Stored data:
━━━━━━━━━━━━━━━━━━━━
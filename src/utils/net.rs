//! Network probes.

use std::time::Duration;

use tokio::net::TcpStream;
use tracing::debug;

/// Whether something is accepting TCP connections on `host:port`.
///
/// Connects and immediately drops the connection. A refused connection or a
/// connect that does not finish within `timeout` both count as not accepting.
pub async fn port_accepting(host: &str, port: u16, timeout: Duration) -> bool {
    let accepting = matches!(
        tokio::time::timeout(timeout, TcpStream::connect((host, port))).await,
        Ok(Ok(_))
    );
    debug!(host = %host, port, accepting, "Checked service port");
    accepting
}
━━━━━━━━━━━━━━━━━━━━
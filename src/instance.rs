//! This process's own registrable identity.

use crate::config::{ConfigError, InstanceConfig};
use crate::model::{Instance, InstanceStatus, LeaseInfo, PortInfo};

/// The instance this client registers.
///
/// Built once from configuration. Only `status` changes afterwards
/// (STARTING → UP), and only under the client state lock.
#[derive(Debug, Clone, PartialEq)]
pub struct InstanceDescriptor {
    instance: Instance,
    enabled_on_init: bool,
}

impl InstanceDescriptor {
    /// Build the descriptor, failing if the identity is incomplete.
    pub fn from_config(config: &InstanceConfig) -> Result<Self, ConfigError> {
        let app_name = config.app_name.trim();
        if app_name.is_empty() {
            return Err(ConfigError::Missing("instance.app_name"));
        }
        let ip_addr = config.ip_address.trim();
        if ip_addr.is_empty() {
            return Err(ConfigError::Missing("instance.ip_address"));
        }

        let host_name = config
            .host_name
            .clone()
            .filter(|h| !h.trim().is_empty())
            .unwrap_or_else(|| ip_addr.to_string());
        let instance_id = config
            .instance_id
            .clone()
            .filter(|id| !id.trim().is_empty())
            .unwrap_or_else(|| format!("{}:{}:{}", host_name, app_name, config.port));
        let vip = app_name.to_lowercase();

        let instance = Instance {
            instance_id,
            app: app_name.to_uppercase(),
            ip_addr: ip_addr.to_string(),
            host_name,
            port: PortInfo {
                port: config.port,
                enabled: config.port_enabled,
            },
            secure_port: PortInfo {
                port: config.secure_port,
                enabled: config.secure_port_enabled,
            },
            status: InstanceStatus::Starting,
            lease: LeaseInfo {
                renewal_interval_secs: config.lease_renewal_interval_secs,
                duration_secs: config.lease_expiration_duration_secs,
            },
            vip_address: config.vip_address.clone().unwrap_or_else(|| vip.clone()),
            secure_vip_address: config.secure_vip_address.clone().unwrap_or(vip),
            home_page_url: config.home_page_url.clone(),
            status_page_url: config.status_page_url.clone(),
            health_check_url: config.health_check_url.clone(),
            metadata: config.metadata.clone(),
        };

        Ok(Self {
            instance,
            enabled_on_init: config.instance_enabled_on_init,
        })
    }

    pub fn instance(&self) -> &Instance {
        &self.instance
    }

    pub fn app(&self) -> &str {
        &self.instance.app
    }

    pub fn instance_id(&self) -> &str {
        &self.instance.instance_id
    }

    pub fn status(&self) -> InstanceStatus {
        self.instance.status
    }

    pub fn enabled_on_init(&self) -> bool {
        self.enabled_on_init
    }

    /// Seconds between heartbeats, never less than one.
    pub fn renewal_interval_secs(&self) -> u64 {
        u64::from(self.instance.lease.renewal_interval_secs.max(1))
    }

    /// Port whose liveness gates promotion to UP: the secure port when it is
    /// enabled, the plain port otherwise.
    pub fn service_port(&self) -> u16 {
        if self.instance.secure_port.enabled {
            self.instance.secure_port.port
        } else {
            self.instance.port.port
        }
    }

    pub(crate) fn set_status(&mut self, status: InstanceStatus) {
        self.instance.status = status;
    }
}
━━━━━━━━━━━━━━━━━━━━
Problem to solve :: In the lines above, spot each one that contains the word "TcpStream" and copy it.

Response to the task ::
use tokio::net::TcpStream;
        tokio::time::timeout(timeout, TcpStream::connect((host, port))).await,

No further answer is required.